▸ **WHAT THE TASK REQUIRES**: Exactly as they stand, set down the following records once more.

━━ TASK MATERIAL

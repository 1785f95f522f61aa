use crate::{
    Error, Result,
    config::{ApiShape, LlmConfig},
};
use async_trait::async_trait;
use serde_json::Value;
use std::{sync::Arc, time::Duration};
use tracing::debug;

const ERROR_BODY_PREVIEW_CHARS: usize = 200;

#[cfg_attr(test, mockall::automock)]
#[async_trait]
pub trait InferenceClient: Send + Sync {
    /// Runs one completion for `prompt` and returns the generated text.
    async fn generate(&self, prompt: &str) -> Result<String>;
}

/// Talks to a local model server over HTTP in the configured [`ApiShape`].
pub struct HttpInferenceClient {
    http: reqwest::Client,
    endpoint: String,
    shape: ApiShape,
    model: String,
    api_key: Option<String>,
    temperature: Option<f32>,
    timeout: Duration,
}

impl HttpInferenceClient {
    pub fn new(config: LlmConfig) -> Result<Self> {
        let timeout = Duration::from_secs(config.timeout_secs);
        let http = reqwest::Client::builder()
            .timeout(timeout)
            .build()
            .map_err(|e| Error::inference(format!("Failed to build HTTP client: {}", e)))?;

        let endpoint = format!(
            "{}{}",
            config.base_url.trim_end_matches('/'),
            config.api.path()
        );

        Ok(Self {
            http,
            endpoint,
            shape: config.api,
            model: config.model,
            api_key: config.api_key,
            temperature: config.temperature,
            timeout,
        })
    }

    pub fn endpoint(&self) -> &str {
        &self.endpoint
    }

    pub fn model(&self) -> &str {
        &self.model
    }

    fn transport_error(&self, e: reqwest::Error) -> Error {
        if e.is_timeout() {
            Error::inference(format!(
                "Model server did not answer within {}s",
                self.timeout.as_secs()
            ))
        } else if e.is_connect() {
            Error::inference(format!(
                "Model server unreachable at {}: {}",
                self.endpoint, e
            ))
        } else {
            Error::inference(format!("Request to model server failed: {}", e))
        }
    }
}

#[async_trait]
impl InferenceClient for HttpInferenceClient {
    async fn generate(&self, prompt: &str) -> Result<String> {
        debug!(
            "Sending {} char prompt to {} (model {})",
            prompt.len(),
            self.endpoint,
            self.model
        );

        let body = self
            .shape
            .request_body(&self.model, prompt, self.temperature)?;

        let mut request = self.http.post(&self.endpoint).json(&body);
        if let Some(api_key) = &self.api_key {
            request = request.bearer_auth(api_key);
        }

        let response = request.send().await.map_err(|e| self.transport_error(e))?;
        let status = response.status();
        let raw = response.text().await.map_err(|e| self.transport_error(e))?;

        if !status.is_success() {
            let preview: String = raw.chars().take(ERROR_BODY_PREVIEW_CHARS).collect();
            return Err(Error::inference(format!(
                "Model server returned {}: {}",
                status, preview
            )));
        }

        let payload: Value = serde_json::from_str(&raw).map_err(|e| {
            Error::inference(format!("Model server returned invalid JSON: {}", e))
        })?;

        let text = self.shape.extract_text(payload)?;
        if text.trim().is_empty() {
            return Err(Error::inference("Model server returned an empty response"));
        }

        debug!("Received {} chars from model server", text.len());

        Ok(text)
    }
}

pub fn create_inference_client(config: &LlmConfig) -> Result<Arc<dyn InferenceClient>> {
    Ok(Arc::new(HttpInferenceClient::new(config.clone())?))
}

#[cfg(test)]
mod tests {
    use super::*;
    use pretty_assertions::assert_eq;

    fn create_test_config() -> LlmConfig {
        LlmConfig {
            api: ApiShape::Generate,
            base_url: "http://localhost:11434/".to_string(),
            model: "llama2".to_string(),
            timeout_secs: 30,
            api_key: None,
            temperature: None,
        }
    }

    #[test]
    fn test_endpoint_joins_base_url_and_path() {
        let client = HttpInferenceClient::new(create_test_config()).unwrap();
        assert_eq!(client.endpoint(), "http://localhost:11434/api/generate");
        assert_eq!(client.model(), "llama2");
    }

    #[test]
    fn test_openai_endpoint() {
        let mut config = create_test_config();
        config.api = ApiShape::Openai;
        config.base_url = "http://127.0.0.1:8000".to_string();

        let client = HttpInferenceClient::new(config).unwrap();
        assert_eq!(client.endpoint(), "http://127.0.0.1:8000/v1/chat/completions");
    }
}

━━━━

▸ **RESULT FOR THIS EXERCISE**:
repository 1785f95f522f61aa
use crate::{
    Error, Result,
    config::{ApiShape, LlmConfig},
};
use async_trait::async_trait;
use serde_json::Value;
use std::{sync::Arc, time::Duration};
use tracing::debug;

const ERROR_BODY_PREVIEW_CHARS: usize = 200;

#[cfg_attr(test, mockall::automock)]
#[async_trait]
pub trait InferenceClient: Send + Sync {
    /// Runs one completion for `prompt` and returns the generated text.
    async fn generate(&self, prompt: &str) -> Result<String>;
}

/// Talks to a local model server over HTTP in the configured [`ApiShape`].
pub struct HttpInferenceClient {
    http: reqwest::Client,
    endpoint: String,
    shape: ApiShape,
    model: String,
    api_key: Option<String>,
    temperature: Option<f32>,
    timeout: Duration,
}

impl HttpInferenceClient {
    pub fn new(config: LlmConfig) -> Result<Self> {
        let timeout = Duration::from_secs(config.timeout_secs);
        let http = reqwest::Client::builder()
            .timeout(timeout)
            .build()
            .map_err(|e| Error::inference(format!("Failed to build HTTP client: {}", e)))?;

        let endpoint = format!(
            "{}{}",
            config.base_url.trim_end_matches('/'),
            config.api.path()
        );

        Ok(Self {
            http,
            endpoint,
            shape: config.api,
            model: config.model,
            api_key: config.api_key,
            temperature: config.temperature,
            timeout,
        })
    }

    pub fn endpoint(&self) -> &str {
        &self.endpoint
    }

    pub fn model(&self) -> &str {
        &self.model
    }

    fn transport_error(&self, e: reqwest::Error) -> Error {
        if e.is_timeout() {
            Error::inference(format!(
                "Model server did not answer within {}s",
                self.timeout.as_secs()
            ))
        } else if e.is_connect() {
            Error::inference(format!(
                "Model server unreachable at {}: {}",
                self.endpoint, e
            ))
        } else {
            Error::inference(format!("Request to model server failed: {}", e))
        }
    }
}

#[async_trait]
impl InferenceClient for HttpInferenceClient {
    async fn generate(&self, prompt: &str) -> Result<String> {
        debug!(
            "Sending {} char prompt to {} (model {})",
            prompt.len(),
            self.endpoint,
            self.model
        );

        let body = self
            .shape
            .request_body(&self.model, prompt, self.temperature)?;

        let mut request = self.http.post(&self.endpoint).json(&body);
        if let Some(api_key) = &self.api_key {
            request = request.bearer_auth(api_key);
        }

        let response = request.send().await.map_err(|e| self.transport_error(e))?;
        let status = response.status();
        let raw = response.text().await.map_err(|e| self.transport_error(e))?;

        if !status.is_success() {
            let preview: String = raw.chars().take(ERROR_BODY_PREVIEW_CHARS).collect();
            return Err(Error::inference(format!(
                "Model server returned {}: {}",
                status, preview
            )));
        }

        let payload: Value = serde_json::from_str(&raw).map_err(|e| {
            Error::inference(format!("Model server returned invalid JSON: {}", e))
        })?;

        let text = self.shape.extract_text(payload)?;
        if text.trim().is_empty() {
            return Err(Error::inference("Model server returned an empty response"));
        }

        debug!("Received {} chars from model server", text.len());

        Ok(text)
    }
}

pub fn create_inference_client(config: &LlmConfig) -> Result<Arc<dyn InferenceClient>> {
    Ok(Arc::new(HttpInferenceClient::new(config.clone())?))
}

#[cfg(test)]
mod tests {
    use super::*;
    use pretty_assertions::assert_eq;

    fn create_test_config() -> LlmConfig {
        LlmConfig {
            api: ApiShape::Generate,
            base_url: "http://localhost:11434/".to_string(),
            model: "llama2".to_string(),
            timeout_secs: 30,
            api_key: None,
            temperature: None,
        }
    }

    #[test]
    fn test_endpoint_joins_base_url_and_path() {
        let client = HttpInferenceClient::new(create_test_config()).unwrap();
        assert_eq!(client.endpoint(), "http://localhost:11434/api/generate");
        assert_eq!(client.model(), "llama2");
    }

    #[test]
    fn test_openai_endpoint() {
        let mut config = create_test_config();
        config.api = ApiShape::Openai;
        config.base_url = "http://127.0.0.1:8000".to_string();

        let client = HttpInferenceClient::new(config).unwrap();
        assert_eq!(client.endpoint(), "http://127.0.0.1:8000/v1/chat/completions");
    }
}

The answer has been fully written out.